Dans l’Évangile d’aujourd’hui, Jésus demande à ses plus proches disciples quelle est l’opinion des gens à son sujet. « On dit, lui répondent-ils, que tu es Jean-Baptiste, Élie, ou l’un des prophètes. » Dans tous les cas, les gens pensent que Jésus est quelqu’un qui revient, une ré-itération, une ré-incarnation d’un des grands porte-parole de Dieu qu’Israël a connu. Même Pierre, lorsqu’il reconnaît en Jésus le Christ, c’est-à-dire le Messie, celui qui doit accomplir la réconciliation du monde entier à Dieu, se trompe. Car le Messie qu’il pense voir en Jésus n’est pas le Messie que Jésus est. Pierre imagine un Christ impeccable, un chef qui apportera la victoire comme il la veut et donnera à ses disciples des positions enviables. Or, Jésus commence à expliquer à ses disciples quel sera son chemin : il va beaucoup souffrir, être rejeté par les anciens, les grands prêtres et les spécialistes des Écritures ; il va être tué, et après trois jours, il ressuscitera. Alors Pierre le reprend : ce n’est pas ainsi qu’il imaginait le renouveau, la réconciliation et la guérison de toutes choses par Dieu. Jésus doit rentrer Jésus comme il l’entend.

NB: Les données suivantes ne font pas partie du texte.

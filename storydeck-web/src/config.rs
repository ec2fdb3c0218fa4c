//! Build-time configuration for the web client.

/// Where the story API lives. Defaults to a same-origin `/api` prefix so the
/// bundle works behind a reverse proxy without any configuration; set
/// `STORYDECK_API_URL` at build time to point somewhere else.
#[derive(Debug, Clone)]
pub struct FrontendConfig {
    api_base_url: String,
}

impl FrontendConfig {
    pub fn new() -> Self {
        Self {
            api_base_url: option_env!("STORYDECK_API_URL")
                .unwrap_or("/api")
                .to_string(),
        }
    }

    pub fn api_base_url(&self) -> &str {
        &self.api_base_url
    }
}

impl Default for FrontendConfig {
    fn default() -> Self {
        Self::new()
    }
}
use yew::{Html, Properties, function_component, html};

#[derive(Properties, PartialEq)]
pub struct ErrorAlertProps {
    /// Message to show; `None` renders nothing.
    #[prop_or_default]
    pub message: Option<String>,
}

/// Inline alert for failed actions. Every fallible page renders one of these
/// instead of letting a rejected request disappear into the console.
#[function_component(ErrorAlert)]
pub fn error_alert(props: &ErrorAlertProps) -> Html {
    let Some(message) = props.message.clone() else {
        return html! {};
    };

    html! {
        <div class="alert alert-error">
            <span>{message}</span>
        </div>
    }
}
use crate::{containers::layout::Layout, models::app_state::AppState, pages::*};
use strum::{EnumIter, IntoEnumIterator};
use wasm_bindgen::prelude::*;
use yew::Callback;
use yew::prelude::*;
use yew_router::prelude::*;
use yewdux::prelude::use_selector;

#[wasm_bindgen]
extern "C" {
    #[wasm_bindgen(js_namespace = console)]
    fn log(s: &str);
}

/// The main routes
#[derive(Debug, Clone, PartialEq, Eq, Routable, EnumIter)]
pub enum MainRoute {
    #[at("/")]
    Home,
    #[at("/login")]
    Login,
    #[at("/submit")]
    Submit,
    #[at("/favorites")]
    Favorites,
    #[at("/my-stories")]
    MyStories,
    #[at("/profile")]
    Profile,
    #[not_found]
    #[at("/404")]
    NotFound,
}

impl MainRoute {
    /// Label shown for this route in the navigation bar.
    #[must_use]
    pub fn nav_label(&self) -> &'static str {
        match self {
            Self::Home => "all",
            Self::Login => "login",
            Self::Submit => "submit",
            Self::Favorites => "favorites",
            Self::MyStories => "my stories",
            Self::Profile => "profile",
            Self::NotFound => "404",
        }
    }
}

/// Routes that appear in the navigation bar. The authenticated-only entries
/// (submit, favorites, my stories) are hidden while logged out, mirroring the
/// nav show/hide the session state drives. The profile page is reached from
/// the username in the header rather than the nav.
#[must_use]
pub fn nav_routes(is_authenticated: bool) -> Vec<MainRoute> {
    MainRoute::iter()
        .filter(|route| match route {
            MainRoute::Home => true,
            MainRoute::Submit | MainRoute::Favorites | MainRoute::MyStories => is_authenticated,
            MainRoute::Login | MainRoute::Profile | MainRoute::NotFound => false,
        })
        .collect()
}

#[derive(Properties, PartialEq)]
pub struct MainRouteViewProps {
    pub route: MainRoute,
    pub on_logout: Callback<()>,
}

#[function_component(MainRouteView)]
fn main_route_view(props: &MainRouteViewProps) -> Html {
    let user = use_selector(|state: &AppState| state.user.clone());
    let is_authenticated = (*user).is_some();
    let on_logout = props.on_logout.clone();

    match props.route.clone() {
        MainRoute::Login => {
            if is_authenticated {
                html! { <Redirect<MainRoute> to={MainRoute::Home} /> }
            } else {
                html! {
                    <Layout current_route={MainRoute::Login} on_logout={Some(on_logout)}>
                        <LoginPage />
                    </Layout>
                }
            }
        }
        // The story list is public; decorations differ by session state.
        MainRoute::Home => html! {
            <Layout current_route={MainRoute::Home} on_logout={Some(on_logout)}>
                <HomePage />
            </Layout>
        },
        MainRoute::Submit => {
            if !is_authenticated {
                return html! { <Redirect<MainRoute> to={MainRoute::Login} /> };
            }
            html! {
                <Layout current_route={MainRoute::Submit} on_logout={Some(on_logout)}>
                    <SubmitPage />
                </Layout>
            }
        }
        MainRoute::Favorites => {
            if !is_authenticated {
                return html! { <Redirect<MainRoute> to={MainRoute::Login} /> };
            }
            html! {
                <Layout current_route={MainRoute::Favorites} on_logout={Some(on_logout)}>
                    <FavoritesPage />
                </Layout>
            }
        }
        MainRoute::MyStories => {
            if !is_authenticated {
                return html! { <Redirect<MainRoute> to={MainRoute::Login} /> };
            }
            html! {
                <Layout current_route={MainRoute::MyStories} on_logout={Some(on_logout)}>
                    <MyStoriesPage />
                </Layout>
            }
        }
        MainRoute::Profile => {
            if !is_authenticated {
                return html! { <Redirect<MainRoute> to={MainRoute::Login} /> };
            }
            html! {
                <Layout current_route={MainRoute::Profile} on_logout={Some(on_logout)}>
                    <ProfilePage />
                </Layout>
            }
        }
        MainRoute::NotFound => html! {
            <Layout current_route={MainRoute::NotFound} on_logout={Some(on_logout)}>
                <ErrorPage />
            </Layout>
        },
    }
}

/// Switch function for the main routes.
pub fn switch_with_logout(route: MainRoute, on_logout: Callback<()>) -> Html {
    log(std::format!("Switching to route: {:?}", route).as_str());
    html! { <MainRouteView {route} {on_logout} /> }
}
use shared::models::{Story, User};
use uuid::Uuid;
use yewdux::Store;

/// Session state for the whole app. "Logged in" is exactly `user.is_some()`.
///
/// All updates go through the pure transition methods below so the
/// login/logout/favorite flows can be unit-tested without a DOM; components
/// apply the returned value to the store and re-render from it.
#[derive(Debug, Default, Clone, PartialEq, Store)]
pub struct AppState {
    pub user: Option<User>,
    pub token: Option<String>,
}

impl AppState {
    /// State after a successful login, signup, or session restore.
    #[must_use]
    pub fn logged_in(user: User, token: String) -> Self {
        Self {
            user: Some(user),
            token: Some(token),
        }
    }

    /// State after logout. Replaces the reload-the-page reset: every field
    /// goes back to its initial value explicitly.
    #[must_use]
    pub fn logged_out() -> Self {
        Self::default()
    }

    /// This state with `story` appended to the user's favorites.
    /// No-op when logged out or when the story is already starred.
    #[must_use]
    pub fn with_favorite_added(&self, story: Story) -> Self {
        let mut next = self.clone();
        if let Some(user) = next.user.as_mut()
            && !user.is_favorite(story.story_id)
        {
            user.favorites.push(story);
        }
        next
    }

    /// This state with `story_id` removed from the user's favorites,
    /// preserving the order of the remaining entries.
    #[must_use]
    pub fn with_favorite_removed(&self, story_id: Uuid) -> Self {
        let mut next = self.clone();
        if let Some(user) = next.user.as_mut() {
            user.favorites.retain(|story| story.story_id != story_id);
        }
        next
    }

    /// Whether `story_id` is starred in this state. `None` when logged out,
    /// so render code can distinguish "no star at all" from either star kind.
    #[must_use]
    pub fn favorite_state(&self, story_id: Uuid) -> Option<bool> {
        self.user.as_ref().map(|user| user.is_favorite(story_id))
    }
}
//! Validation logic for the login, signup, and submit-story forms.
//!
//! Kept separate from the components so the rules can be tested without a
//! browser. The submit buttons stay disabled until these accept the input,
//! so empty strings never reach the API.

/// Validation errors that can occur during form validation.
#[derive(Debug, PartialEq, Eq, Clone)]
pub enum ValidationError {
    /// Field is required but empty
    Required,
    /// Username is too short (less than 3 characters)
    UsernameTooShort,
    /// Password is too short (less than 8 characters)
    PasswordTooShort,
    /// Story URL has no recognizable host
    InvalidUrl,
}

/// Validates a username.
///
/// # Validation rules
/// - Username must not be empty
/// - Username must be at least 3 characters long
///
/// # Errors
/// Returns a [`ValidationError`] describing the first rule violated.
pub fn validate_username(username: &str) -> Result<(), ValidationError> {
    if username.trim().is_empty() {
        return Err(ValidationError::Required);
    }

    if username.trim().len() < 3 {
        return Err(ValidationError::UsernameTooShort);
    }

    Ok(())
}

/// Validates a password.
///
/// # Validation rules
/// - Password must not be empty
/// - Password must be at least 8 characters long
///
/// # Errors
/// Returns a [`ValidationError`] describing the first rule violated.
pub fn validate_password(password: &str) -> Result<(), ValidationError> {
    if password.trim().is_empty() {
        return Err(ValidationError::Required);
    }

    if password.len() < 8 {
        return Err(ValidationError::PasswordTooShort);
    }

    Ok(())
}

/// Validates a free-text required field (display name, story title, author).
///
/// # Errors
/// Returns [`ValidationError::Required`] when the trimmed field is empty.
pub fn validate_required(value: &str) -> Result<(), ValidationError> {
    if value.trim().is_empty() {
        return Err(ValidationError::Required);
    }

    Ok(())
}

/// Validates a story URL.
///
/// # Validation rules
/// - URL must not be empty
/// - The hostname heuristic must find a host containing a `.`
///
/// # Errors
/// Returns a [`ValidationError`] describing the first rule violated.
pub fn validate_story_url(url: &str) -> Result<(), ValidationError> {
    let trimmed = url.trim();
    if trimmed.is_empty() {
        return Err(ValidationError::Required);
    }

    let host = super::story::host_name(trimmed);
    if host.is_empty() || !host.contains('.') {
        return Err(ValidationError::InvalidUrl);
    }

    Ok(())
}

#[cfg(test)]
mod tests {
    use super::*;

    #[test]
    fn username_empty_is_required() {
        assert_eq!(validate_username(""), Err(ValidationError::Required));
        assert_eq!(validate_username("   "), Err(ValidationError::Required));
    }

    #[test]
    fn username_short_is_rejected() {
        assert_eq!(
            validate_username("ab"),
            Err(ValidationError::UsernameTooShort)
        );
    }

    #[test]
    fn username_valid_passes() {
        assert_eq!(validate_username("alice"), Ok(()));
    }

    #[test]
    fn password_empty_is_required() {
        assert_eq!(validate_password(""), Err(ValidationError::Required));
    }

    #[test]
    fn password_short_is_rejected() {
        assert_eq!(
            validate_password("short"),
            Err(ValidationError::PasswordTooShort)
        );
    }

    #[test]
    fn password_valid_passes() {
        assert_eq!(validate_password("longenough"), Ok(()));
    }

    #[test]
    fn required_rejects_whitespace() {
        assert_eq!(validate_required(" \t"), Err(ValidationError::Required));
        assert_eq!(validate_required("A title"), Ok(()));
    }

    #[test]
    fn story_url_requires_a_host() {
        assert_eq!(validate_story_url(""), Err(ValidationError::Required));
        assert_eq!(
            validate_story_url("not-a-url"),
            Err(ValidationError::InvalidUrl)
        );
    }

    #[test]
    fn story_url_accepts_scheme_and_schemeless_forms() {
        assert_eq!(validate_story_url("https://example.com/a"), Ok(()));
        assert_eq!(validate_story_url("example.com/a"), Ok(()));
    }
}
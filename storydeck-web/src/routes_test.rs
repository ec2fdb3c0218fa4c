//! Tests for the routing system
//!
//! Validates route definitions, navigation visibility rules, and URL paths
//! for the story application's routing infrastructure.

#[cfg(test)]
mod tests {
    use crate::routes::{MainRoute, nav_routes};
    use yew_router::Routable;

    /// Tests route enum variants
    #[test]
    fn test_route_variants() {
        let home = MainRoute::Home;
        let login = MainRoute::Login;
        let submit = MainRoute::Submit;
        let favorites = MainRoute::Favorites;
        let my_stories = MainRoute::MyStories;
        let profile = MainRoute::Profile;
        let not_found = MainRoute::NotFound;

        assert!(format!("{home:?}").contains("Home"));
        assert!(format!("{login:?}").contains("Login"));
        assert!(format!("{submit:?}").contains("Submit"));
        assert!(format!("{favorites:?}").contains("Favorites"));
        assert!(format!("{my_stories:?}").contains("MyStories"));
        assert!(format!("{profile:?}").contains("Profile"));
        assert!(format!("{not_found:?}").contains("NotFound"));
    }

    /// Tests route paths
    #[test]
    fn test_route_paths() {
        assert_eq!(MainRoute::Home.to_path(), "/");
        assert_eq!(MainRoute::Login.to_path(), "/login");
        assert_eq!(MainRoute::Submit.to_path(), "/submit");
        assert_eq!(MainRoute::Favorites.to_path(), "/favorites");
        assert_eq!(MainRoute::MyStories.to_path(), "/my-stories");
        assert_eq!(MainRoute::Profile.to_path(), "/profile");
        assert_eq!(MainRoute::NotFound.to_path(), "/404");
    }

    /// Tests route equality and cloning
    #[test]
    fn test_route_equality() {
        let route1 = MainRoute::Favorites;
        let route2 = MainRoute::Favorites;
        assert_eq!(route1, route2);
        assert_eq!(route1.clone(), route2);
        assert_ne!(MainRoute::Home, MainRoute::Submit);
    }

    /// Tests nav visibility while logged out
    #[test]
    fn test_nav_routes_logged_out() {
        assert_eq!(nav_routes(false), vec![MainRoute::Home]);
    }

    /// Tests nav visibility while logged in
    #[test]
    fn test_nav_routes_logged_in() {
        assert_eq!(
            nav_routes(true),
            vec![
                MainRoute::Home,
                MainRoute::Submit,
                MainRoute::Favorites,
                MainRoute::MyStories,
            ]
        );
    }

    /// Tests that login, profile, and 404 never appear in the nav
    #[test]
    fn test_nav_routes_exclude_non_nav_pages() {
        for is_authenticated in [false, true] {
            let routes = nav_routes(is_authenticated);
            assert!(!routes.contains(&MainRoute::Login));
            assert!(!routes.contains(&MainRoute::Profile));
            assert!(!routes.contains(&MainRoute::NotFound));
        }
    }

    /// Tests nav labels
    #[test]
    fn test_nav_labels() {
        assert_eq!(MainRoute::Home.nav_label(), "all");
        assert_eq!(MainRoute::Submit.nav_label(), "submit");
        assert_eq!(MainRoute::Favorites.nav_label(), "favorites");
        assert_eq!(MainRoute::MyStories.nav_label(), "my stories");
        assert_eq!(MainRoute::Profile.nav_label(), "profile");
    }
}
use serde::{Deserialize, Serialize};
use std::collections::HashSet;
use uuid::Uuid;

use super::Timestamp;

/// A submitted link as returned by the stories API.
///
/// Stories are immutable from the front end's perspective; favoriting and
/// deletion are routed back through the API rather than mutating the value.
#[derive(Debug, Clone, Serialize, Deserialize, PartialEq, Eq)]
#[serde(rename_all = "camelCase")]
pub struct Story {
    /// Unique identifier for the story.
    pub story_id: Uuid,

    /// Headline shown in every list view.
    pub title: String,

    /// Author credited on the story.
    pub author: String,

    /// Link target. May lack a scheme; see [`host_name`].
    pub url: String,

    /// Username of the account that submitted the story.
    pub username: String,

    /// When the story was submitted.
    pub created_at: Timestamp,
}

/// Body of a story-creation request.
#[derive(Debug, Clone, Serialize, Deserialize, PartialEq, Eq)]
pub struct NewStoryPayload {
    /// Author credited on the story.
    pub author: String,
    /// Headline for the story.
    pub title: String,
    /// Link target.
    pub url: String,
}

/// Response wrapper for `GET /stories`. Order is the server's and is
/// preserved all the way to the rendered lists.
#[derive(Debug, Clone, Serialize, Deserialize, PartialEq, Eq)]
pub struct StoriesResponse {
    /// Stories in server order.
    pub stories: Vec<Story>,
}

/// Response wrapper for a single created story.
#[derive(Debug, Clone, Serialize, Deserialize, PartialEq, Eq)]
pub struct StoryResponse {
    /// The story as persisted by the server.
    pub story: Story,
}

/// Pull a display hostname out of a URL string.
///
/// With a scheme separator this is the authority component; without one it is
/// the first path segment. A leading `www.` is stripped either way. Malformed
/// input degrades to whatever the heuristic yields rather than failing.
#[must_use]
pub fn host_name(url: &str) -> String {
    let remainder = match url.split_once("://") {
        Some((_, rest)) => rest,
        None => url,
    };
    let host = remainder.split('/').next().unwrap_or_default();
    host.strip_prefix("www.").unwrap_or(host).to_string()
}

/// Stories submitted by `username`, in their original order.
#[must_use]
pub fn own_stories(stories: &[Story], username: &str) -> Vec<Story> {
    stories
        .iter()
        .filter(|story| story.username == username)
        .cloned()
        .collect()
}

/// Stories whose id appears in `favorite_ids`, in their original order.
#[must_use]
pub fn favorite_stories(stories: &[Story], favorite_ids: &HashSet<Uuid>) -> Vec<Story> {
    stories
        .iter()
        .filter(|story| favorite_ids.contains(&story.story_id))
        .cloned()
        .collect()
}

#[cfg(test)]
mod tests {
    use super::*;
    use chrono::Utc;

    fn story(title: &str, username: &str) -> Story {
        Story {
            story_id: Uuid::new_v4(),
            title: title.to_string(),
            author: "Author".to_string(),
            url: "https://example.com".to_string(),
            username: username.to_string(),
            created_at: Timestamp(Utc::now()),
        }
    }

    #[test]
    fn host_name_strips_scheme_and_www() {
        assert_eq!(host_name("https://www.example.com/a"), "example.com");
    }

    #[test]
    fn host_name_without_scheme_uses_first_segment() {
        assert_eq!(host_name("example.com/a"), "example.com");
    }

    #[test]
    fn host_name_keeps_subdomains() {
        assert_eq!(host_name("sub.example.com"), "sub.example.com");
    }

    #[test]
    fn host_name_strips_www_without_scheme() {
        assert_eq!(host_name("www.example.com/path/deep"), "example.com");
    }

    #[test]
    fn host_name_handles_empty_input() {
        assert_eq!(host_name(""), "");
    }

    #[test]
    fn own_stories_filters_by_submitter_preserving_order() {
        let stories = vec![
            story("first", "alice"),
            story("second", "bob"),
            story("third", "alice"),
        ];

        let mine = own_stories(&stories, "alice");
        let titles: Vec<&str> = mine.iter().map(|s| s.title.as_str()).collect();
        assert_eq!(titles, vec!["first", "third"]);
    }

    #[test]
    fn own_stories_empty_for_unknown_user() {
        let stories = vec![story("first", "alice")];
        assert!(own_stories(&stories, "nobody").is_empty());
    }

    #[test]
    fn favorite_stories_filters_by_membership_preserving_order() {
        let stories = vec![
            story("first", "alice"),
            story("second", "bob"),
            story("third", "carol"),
        ];
        let favorite_ids: HashSet<Uuid> = [stories[2].story_id, stories[0].story_id]
            .into_iter()
            .collect();

        let favorites = favorite_stories(&stories, &favorite_ids);
        let titles: Vec<&str> = favorites.iter().map(|s| s.title.as_str()).collect();
        assert_eq!(titles, vec!["first", "third"]);
    }

    #[test]
    fn favorite_stories_empty_set_yields_nothing() {
        let stories = vec![story("first", "alice")];
        assert!(favorite_stories(&stories, &HashSet::new()).is_empty());
    }

    #[test]
    fn story_serialization_uses_camel_case() {
        let item = story("first", "alice");
        let json = serde_json::to_string(&item).unwrap();
        assert!(json.contains("\"storyId\""));
        assert!(json.contains("\"createdAt\""));

        let back: Story = serde_json::from_str(&json).unwrap();
        assert_eq!(back, item);
    }
}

Cette saison de rentrée nous place aussi face à nos propres dilemmes de vie, personnels et communautaires. Peut-être commencez-vous un nouveau travail ou de nouvelles études ? Dans deux mois, ce pays choisira aussi un nouveau président. Dans toutes ces nouvelles situations, face à des réalités nouvelles qui vont se présenter ou d’autres que nous croyons bien connaître, les mêmes questions vont se poser à nous, tout comme elles se posaient à Pierre. Allons-nous essayer de faire entrer tant bien que mal nos nouvelles expériences dans ce que nous connaissons déjà ? Allons-nous rester prisonniers des mêmes peurs, des mêmes idées et habitudes qui ne nous donneront pas la vie ? Ou bien serons-nous prêts à emprunter de nouvelles voies, à apprendre de nouvelles manières d’être ? En cette rentrée, voulons-nous faire rentrer tant bien que mal ce qui se présentera à nous – les difficultés, les défis, les relations – dans ce que nous avons toujours connu, ou ferons-nous le choix radical de la foi en entrant, nous-mêmes, dans cette vie entière, généreuse et libre à laquelle le Christ nous appelle ?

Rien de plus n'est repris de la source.